Mushrooms are a part of the much larger family of: “Fungi”. Fungi have been around for millions of years and are parasites that grow on plants, animals, humans and dead and decaying organic matter, mainly in a warm and damp environment.  From mildewed shoes and towels to the fungi on our bodies (e.g. athlete’s foot and yeast infections), fungi has also been the cause of diseases that destroyed millions of trees i.e. the Dutch Elm Disease in the late 1960’s and the Irish potato harvests were destroyed for many years in the 1800’s, caused by a rust fungus with the result of widespread starvation.

Not all fungi are bad though. Yeast is among some of the fungi that we would have difficulty to live without…since it is necessary to make bread, wine and beer. Some cheeses are injected with live fungi to give them their unique flavours, i.e. Danish Blue and Roquefort.  A particular fungi that is used to prolong human life is “penicillin” in antibiotics to kill bacteria that invade our bodies and treat diseases like tuberculosis (TB) and leprosy. If it wasn’t for fungi the dead bodies of animals and all plants would not decompose as fast as with bacteria and bugs alone and the nutrients would not return back to the ground. Other plants and animals that rely on those nutrients from the dead material would perish and the delicate balance of the ecosystem would be lost! Fungi are nature’s best recyclers!

Fresh mushrooms, store bought or wild, have long been celebrated as a source of powerful nutrients and minerals.
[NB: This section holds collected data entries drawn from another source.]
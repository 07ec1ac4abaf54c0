//! Pipeline orchestrator.
//!
//! Sequences the phases of one run: input checks, retrieval, model call,
//! output checks, scoring, decision. Phase order is strict; checks inside a
//! phase are concurrent. A blocked input stage means the model is never
//! called; upstream failures and deadline expiry both resolve to a
//! configured conservative decision. Every query gets exactly one terminal
//! decision.

use std::sync::Arc;
use std::time::{Duration, Instant};

use chrono::Utc;
use uuid::Uuid;

use crate::config::ConservativeDecision;
use crate::domain::{
    CheckInput, Decision, DecisionLabel, Evidence, PipelineRun, RunOutcome, StageKind, StageReport,
};
use crate::engine::aggregator::TrustAggregator;
use crate::engine::policy::DecisionPolicy;
use crate::engine::stage::StageRunner;
use crate::upstream::{ModelClient, Retriever};

/// The assembled guardrail pipeline for one deployment.
///
/// Shared immutably across concurrent runs; holds no per-run state.
pub struct GuardrailPipeline {
    input_stage: StageRunner,
    output_stage: StageRunner,
    retriever: Arc<dyn Retriever>,
    model: Arc<dyn ModelClient>,
    aggregator: TrustAggregator,
    policy: DecisionPolicy,
    run_timeout: Duration,
    on_upstream_error: ConservativeDecision,
    on_deadline: ConservativeDecision,
}

/// Internal result of the phases that can fail upstream.
struct UpstreamFailure {
    phase: &'static str,
    message: String,
}

impl GuardrailPipeline {
    #[allow(clippy::too_many_arguments)]
    pub fn new(
        input_stage: StageRunner,
        output_stage: StageRunner,
        retriever: Arc<dyn Retriever>,
        model: Arc<dyn ModelClient>,
        aggregator: TrustAggregator,
        policy: DecisionPolicy,
        run_timeout: Duration,
        on_upstream_error: ConservativeDecision,
        on_deadline: ConservativeDecision,
    ) -> Self {
        Self {
            input_stage,
            output_stage,
            retriever,
            model,
            aggregator,
            policy,
            run_timeout,
            on_upstream_error,
            on_deadline,
        }
    }

    /// Evaluate one query through the full pipeline.
    ///
    /// Never hangs: the whole run is bounded by the overall deadline, and
    /// deadline expiry forces a conservative terminal decision.
    pub async fn evaluate(&self, query: &str) -> PipelineRun {
        let run_id = Uuid::new_v4();
        let started_at = Utc::now();
        let started = Instant::now();

        tracing::info!(run_id = %run_id, "Pipeline run started");

        let mut run = match tokio::time::timeout(self.run_timeout, self.drive(run_id, query)).await
        {
            Ok(run) => run,
            Err(_) => {
                tracing::warn!(
                    run_id = %run_id,
                    timeout_ms = self.run_timeout.as_millis() as u64,
                    "Run deadline exceeded; forcing conservative decision"
                );
                PipelineRun {
                    id: run_id,
                    query: query.to_string(),
                    response: None,
                    evidence: Vec::new(),
                    input_report: StageReport::empty(StageKind::Input),
                    output_report: StageReport::empty(StageKind::Output),
                    trust_score: None,
                    decision: conservative_decision(
                        self.on_deadline,
                        "run_deadline_exceeded",
                        "upstream_unavailable",
                    ),
                    outcome: RunOutcome::DeadlineExceeded,
                    started_at,
                    total_elapsed: started.elapsed(),
                }
            }
        };

        run.started_at = started_at;
        run.total_elapsed = started.elapsed();

        tracing::info!(
            run_id = %run_id,
            decision = %run.decision.label,
            rule = %run.decision.rule,
            outcome = %run.outcome,
            trust = run.trust_score.as_ref().map(|s| s.value),
            elapsed_ms = run.total_elapsed.as_millis() as u64,
            "Pipeline run finished"
        );

        run
    }

    /// The phase sequence, without the overall deadline wrapper.
    async fn drive(&self, run_id: Uuid, query: &str) -> PipelineRun {
        // Phase: INPUT_CHECKING
        let input_report = self
            .input_stage
            .run(Arc::new(CheckInput::for_input(query)))
            .await;

        if input_report.blocked {
            // BLOCKED_AT_INPUT: unsafe input never reaches the model.
            tracing::warn!(
                run_id = %run_id,
                reason = input_report.block_reason.as_deref().unwrap_or(""),
                "Input stage blocked"
            );
            return self.blocked_run(run_id, query, input_report, None);
        }

        // Phase: RETRIEVING
        let evidence = match self.retriever.retrieve(query).await {
            Ok(evidence) => evidence,
            Err(e) => {
                return self.upstream_failure_run(
                    run_id,
                    query,
                    input_report,
                    UpstreamFailure {
                        phase: "retrieval",
                        message: e.to_string(),
                    },
                );
            }
        };

        // Phase: MODEL_CALL
        let response = match self.model.complete(query, &evidence).await {
            Ok(response) => response,
            Err(e) => {
                return self.upstream_failure_run(
                    run_id,
                    query,
                    input_report,
                    UpstreamFailure {
                        phase: "model_call",
                        message: e.to_string(),
                    },
                );
            }
        };

        // Phase: OUTPUT_CHECKING
        let output_input = CheckInput::for_output(query, evidence.clone(), response.clone());
        let output_report = self.output_stage.run(Arc::new(output_input)).await;

        if output_report.blocked {
            // BLOCKED_AT_OUTPUT: skip scoring entirely.
            tracing::warn!(
                run_id = %run_id,
                reason = output_report.block_reason.as_deref().unwrap_or(""),
                "Output stage blocked"
            );
            let mut run = self.blocked_run(run_id, query, input_report, Some(output_report));
            run.response = Some(response);
            run.evidence = evidence;
            run.outcome = RunOutcome::BlockedAtOutput;
            run.decision = Decision::new(
                DecisionLabel::Block,
                "output_stage_blocked",
                Some("blocked_unsafe"),
            );
            return run;
        }

        // Phase: SCORING
        let score = self.aggregator.aggregate(&output_report);

        // Phase: DECIDED
        let decision = self
            .policy
            .decide(&score, &input_report, &output_report, !evidence.is_empty());

        PipelineRun {
            id: run_id,
            query: query.to_string(),
            response: Some(response),
            evidence,
            input_report,
            output_report,
            trust_score: Some(score),
            decision,
            outcome: RunOutcome::Completed,
            started_at: Utc::now(),
            total_elapsed: Duration::ZERO,
        }
    }

    fn blocked_run(
        &self,
        run_id: Uuid,
        query: &str,
        input_report: StageReport,
        output_report: Option<StageReport>,
    ) -> PipelineRun {
        PipelineRun {
            id: run_id,
            query: query.to_string(),
            response: None,
            evidence: Vec::new(),
            input_report,
            output_report: output_report.unwrap_or_else(|| StageReport::empty(StageKind::Output)),
            trust_score: None,
            decision: Decision::new(
                DecisionLabel::Block,
                "input_stage_blocked",
                Some("blocked_unsafe"),
            ),
            outcome: RunOutcome::BlockedAtInput,
            started_at: Utc::now(),
            total_elapsed: Duration::ZERO,
        }
    }

    fn upstream_failure_run(
        &self,
        run_id: Uuid,
        query: &str,
        input_report: StageReport,
        failure: UpstreamFailure,
    ) -> PipelineRun {
        tracing::error!(
            run_id = %run_id,
            phase = failure.phase,
            error = %failure.message,
            "Upstream call failed"
        );

        let rule = match failure.phase {
            "retrieval" => "retrieval_failed",
            _ => "model_call_failed",
        };

        PipelineRun {
            id: run_id,
            query: query.to_string(),
            response: None,
            evidence: Vec::new(),
            input_report,
            output_report: StageReport::empty(StageKind::Output),
            trust_score: None,
            decision: conservative_decision(self.on_upstream_error, rule, "upstream_unavailable"),
            outcome: RunOutcome::UpstreamError,
            started_at: Utc::now(),
            total_elapsed: Duration::ZERO,
        }
    }
}

/// Map a configured fallback to a concrete decision. Accept is not
/// representable here by construction.
fn conservative_decision(
    fallback: ConservativeDecision,
    rule: &str,
    message_key: &str,
) -> Decision {
    let label = match fallback {
        ConservativeDecision::Block => DecisionLabel::Block,
        ConservativeDecision::Clarify => DecisionLabel::Clarify,
    };
    Decision::new(label, rule, Some(message_key))
}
They are low in calories and fat free. They contain vitamins B and D, riboflavin, niacin and minerals like selenium, copper and potassium.

For some of you interested in foraging for edible mushrooms, here is some important mushroom picking etiquette:

  • Do not take all of the same species in a cluster or group, always leave some or break a few and “throw against a tree”, to release spores and to ensure a new generation the following year.
  • Do not pull them out and destroy the sensitive mycelium (roots) from which they grow, please use a sharp knife or scissors and cut close to ground! To help identify species that look alike, tastechew a tiny portion of the mushroom, (is it bitter or spicy?) then always spit it out!! Use your sense of smell, they can smell sweet or like almond or smell like fish or phenol! Look at the underside, sponge or gills, ring or no ring. Find, young, mature and old samples of the same mushrooms in a group, a young specimen could look a lot like another type of mature mushroom which maybe inedible or poisonous!! Bring a friend who has experience or someone who is an expert in mycology! Don’t forget a pocket size mushroom field guide!  Last but not least, bring a camera, you will be glad you did! When you are outside, look up (on tree trunks) down and around, mushrooms are everywhere and great to photograph, especially in clusters on dead tree stumps, as well as singular ones. Try to take a photo from the ground and take one or two mushrooms and position them for a side view or from underneath, this makes identifying them easier. This can be a rewarding experience, you will benefit from fresh air, get exercise and a chance to find some of fall’s treasures!!